Anaesthetics, Epidural Anaesthetic

What is Epidural Anaesthesia?

Epidural anaesthesia, often referred to as ‘an epidural’, is a procedure where an injection is given in the back that numbs the nerves and stops you feeling pain. The areas that can be numbed via this method are; chest, abdomen, pelvic area, legs.

How does an epidural work?

During an epidural, anaesthetic is injected into an area of the spine known as the epidural space. The anaesthetic then works by numbing the pain nerves as they enter the spinal cord. The full extent of the numbness will depend on the type of drug used, and the quantity that is injected. Once the medication has worn off, the feeling will return to the affected areas. 

When is an Epidural used?

They can be used to numb sensation and provide pain relief in situations such as:

  • During childbirth
  • During a caesarean section
  • After surgery that has been carried out under general anaesthetic
  • During other types of surgery- such as knee surgery, hip replacement surgery, rib or chest fractures, and amputation of the lower limbs

Side effects and possible complications

Sometimes, an epidural may not work. This can happen if:

  • It is difficult to find the epidural space
  • The local anaesthetic does not spread evenly around the epidural space
  • The catheter falls out

Side Effects

An epidural anaesthetic is usually a safe procedure but as with every medical procedure, side effects and complications can occur. The most common of these side effects is hypotension also known as low blood pressure. This is due to the local anaesthetic used. The blood pressure will be monitored and medicine may be given during the procedure.

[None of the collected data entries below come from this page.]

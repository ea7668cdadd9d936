//! Processing loop: detection, recording and notification.

use super::queue::{DequeueOutcome, FrameReceiver};
use super::PipelineError;
use crate::capture::Frame;
use crate::detection::MotionDetector;
use crate::metrics::{MetricsRegistry, ProcessingSnapshot};
use crate::notify::{DispatchError, NotificationThrottle, ThrottleOutcome};
use crate::recording::{
    EncodeError, MotionSessionController, SegmentSummary, SessionEvent, SessionSummary,
    SegmentWriter, StreamKind,
};
use std::sync::atomic::{AtomicBool, Ordering};
use std::sync::Arc;
use std::time::{Duration, Instant};

/// Writer failures of one stream over the run.
#[derive(Debug, Clone, PartialEq, Eq)]
pub struct StreamFailure {
    /// Which writer failed.
    pub stream: StreamKind,
    /// Failures seen.
    pub count: u64,
    /// Most recent encoder error, rendered.
    pub last_error: String,
}

/// Totals gathered by the processing thread.
#[derive(Debug, Clone, Default)]
pub struct ProcessingReport {
    /// Frames taken off the queue.
    pub frames_processed: u64,
    /// Frames in which motion was detected.
    pub motion_frames: u64,
    /// Motion frames seen while opening a motion recording was backing off.
    pub motion_deferred: u64,
    /// Frames the detector could not analyse.
    pub detection_errors: u64,
    /// Motion sessions opened.
    pub sessions_started: u64,
    /// Motion sessions that ran to completion, including the one closed at
    /// shutdown.
    pub sessions: Vec<SessionSummary>,
    /// Messages delivered.
    pub notifications_sent: u64,
    /// Dispatch attempts that failed.
    pub notifications_failed: u64,
    /// Motion events swallowed by the throttle.
    pub notifications_suppressed: u64,
    /// Most recent dispatch failure, if any.
    pub last_dispatch_error: Option<DispatchError>,
    /// Finished continuous archive segments.
    pub default_segments: Vec<SegmentSummary>,
    /// Writer failures, fatal or tolerated; at most one entry per stream.
    pub stream_failures: Vec<StreamFailure>,
}

impl ProcessingReport {
    /// Failures recorded for `stream`.
    pub fn failure_count(&self, stream: StreamKind) -> u64 {
        self.stream_failures
            .iter()
            .find(|f| f.stream == stream)
            .map_or(0, |f| f.count)
    }

    /// Motion segments written across all sessions.
    pub fn motion_segments(&self) -> usize {
        self.sessions.iter().map(|s| s.segments.len()).sum()
    }
}

/// Failure tolerance and timing of the processing loop.
#[derive(Debug, Clone, Copy)]
pub(crate) struct ProcessingPolicy {
    pub tolerate_default: bool,
    pub tolerate_motion: bool,
    pub poll_interval: Duration,
    /// How long to keep waiting for capture after a stop was observed.
    pub shutdown_grace: Duration,
}

/// Owns every processing-side component.
pub(crate) struct Processor {
    detector: MotionDetector,
    archive: SegmentWriter,
    sessions: MotionSessionController,
    throttle: NotificationThrottle,
    policy: ProcessingPolicy,
    stop: Arc<AtomicBool>,
    metrics: Option<MetricsRegistry>,
    report: ProcessingReport,
    archive_failed: bool,
    fatal: Option<PipelineError>,
}

impl Processor {
    pub fn new(
        detector: MotionDetector,
        archive: SegmentWriter,
        sessions: MotionSessionController,
        throttle: NotificationThrottle,
        policy: ProcessingPolicy,
        stop: Arc<AtomicBool>,
        metrics: Option<MetricsRegistry>,
    ) -> Self {
        Self {
            detector,
            archive,
            sessions,
            throttle,
            policy,
            stop,
            metrics,
            report: ProcessingReport::default(),
            archive_failed: false,
            fatal: None,
        }
    }

    /// Opens the first archive segment before any frame arrives.
    pub fn open_archive(&mut self) -> Result<(), PipelineError> {
        if let Err(e) = self.archive.open() {
            self.archive_failed = true;
            self.record_failure(StreamKind::Default, e);
        }
        match self.fatal.take() {
            Some(error) => Err(error),
            None => Ok(()),
        }
    }

    /// Drains the queue, then closes every writer.
    ///
    /// Returns once capture has exited and every queued frame was
    /// processed, or once capture has failed to exit within the shutdown
    /// grace after a stop.
    pub fn run(mut self, rx: FrameReceiver) -> (ProcessingReport, Option<PipelineError>) {
        let mut stop_seen: Option<Instant> = None;
        loop {
            match rx.pop(self.policy.poll_interval) {
                DequeueOutcome::Frame(frame) => self.process(&frame),
                DequeueOutcome::Drained => break,
                DequeueOutcome::Empty => {
                    if !self.stop.load(Ordering::Acquire) {
                        continue;
                    }
                    let since = *stop_seen.get_or_insert_with(Instant::now);
                    if since.elapsed() >= self.policy.shutdown_grace {
                        tracing::warn!("Capture still running after stop; closing writers");
                        break;
                    }
                }
            }
        }
        self.finish()
    }

    fn process(&mut self, frame: &Frame) {
        self.throttle.poll();

        let detection = self.detector.detect(frame);
        self.report.frames_processed += 1;
        if detection.motion {
            self.report.motion_frames += 1;
        }

        match self.sessions.on_frame(frame, detection.motion) {
            Ok(SessionEvent::Started { .. }) => {
                self.report.sessions_started += 1;
                self.notify(frame);
            }
            Ok(SessionEvent::Refreshed) => self.notify(frame),
            Ok(SessionEvent::Ended(summary)) => {
                self.throttle.reset();
                self.report.sessions.push(summary);
            }
            Ok(SessionEvent::Deferred) => self.report.motion_deferred += 1,
            Ok(SessionEvent::Idle | SessionEvent::Continued) => {}
            Err(e) => {
                self.throttle.reset();
                self.record_failure(StreamKind::Motion, e);
            }
        }

        if !self.archive_failed {
            if let Err(e) = self.archive.write(frame) {
                self.archive_failed = true;
                self.record_failure(StreamKind::Default, e);
            }
        }

        self.publish();
    }

    fn notify(&mut self, frame: &Frame) {
        let recording = self.sessions.current_path().map(|p| p.to_path_buf());
        if let ThrottleOutcome::Failed(e) =
            self.throttle.on_motion(frame.timestamp(), recording.as_deref())
        {
            tracing::warn!(error = %e, "Motion notification not dispatched");
        }
    }

    fn record_failure(&mut self, stream: StreamKind, error: EncodeError) {
        let failures = &mut self.report.stream_failures;
        match failures.iter_mut().find(|f| f.stream == stream) {
            Some(tally) => {
                tally.count += 1;
                tally.last_error = error.to_string();
            }
            None => failures.push(StreamFailure {
                stream,
                count: 1,
                last_error: error.to_string(),
            }),
        }

        let tolerated = match stream {
            StreamKind::Default => self.policy.tolerate_default,
            StreamKind::Motion => self.policy.tolerate_motion,
        };
        if tolerated {
            tracing::warn!(stream = %stream, error = %error, "Writer failed; continuing without it");
        } else if self.fatal.is_none() {
            tracing::error!(stream = %stream, error = %error, "Writer failed; stopping pipeline");
            self.stop.store(true, Ordering::Release);
            self.fatal = Some(PipelineError::Encode {
                stream,
                source: error,
            });
        }
    }

    fn finish(mut self) -> (ProcessingReport, Option<PipelineError>) {
        match self.sessions.shutdown() {
            Ok(Some(summary)) => self.report.sessions.push(summary),
            Ok(None) => {}
            Err(e) => self.record_failure(StreamKind::Motion, e),
        }
        if let Err(e) = self.archive.close() {
            self.record_failure(StreamKind::Default, e);
        }
        self.throttle.close(self.policy.shutdown_grace);
        self.publish();

        self.report.default_segments = self.archive.take_completed();
        self.report.detection_errors = self.detector.error_count();
        self.report.notifications_sent = self.throttle.sent();
        self.report.notifications_failed = self.throttle.failed();
        self.report.notifications_suppressed = self.throttle.suppressed();
        self.report.last_dispatch_error = self.throttle.last_error().cloned();

        tracing::info!(
            frames = self.report.frames_processed,
            motion_frames = self.report.motion_frames,
            sessions = self.report.sessions_started,
            notifications = self.report.notifications_sent,
            "Processing finished"
        );

        let report = std::mem::take(&mut self.report);
        (report, self.fatal.take())
    }

    fn publish(&self) {
        let Some(metrics) = &self.metrics else {
            return;
        };

        let archive_segments = self.archive.completed_segments().len() as u64
            + u64::from(self.archive.current_path().is_some());
        let motion_segments =
            self.report.motion_segments() as u64 + u64::from(self.sessions.is_recording());

        metrics.update_processing(&ProcessingSnapshot {
            frames_processed: self.report.frames_processed,
            motion_frames: self.report.motion_frames,
            detection_errors: self.detector.error_count(),
            default_segments: archive_segments,
            motion_segments,
            motion_sessions: self.report.sessions_started,
            motion_active: self.sessions.is_recording(),
            notifications_sent: self.throttle.sent(),
            notifications_failed: self.throttle.failed(),
            notifications_suppressed: self.throttle.suppressed(),
            default_failures: self.report.failure_count(StreamKind::Default),
            motion_failures: self.report.failure_count(StreamKind::Motion),
        });
    }
}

After an epidural, the anaesthetic causes you to lose the feeling in your bladder when it is full. A catheter is inserted into your bladder to allow the urine to drain away. Your bladder will return to normal as soon as the epidural wears off.

There is also the possibility of itchy skin, sickness, backache, infection, severe headaches and Epidural haematoma. Many of these are rare but if you have any worries check with your consultant beforehand.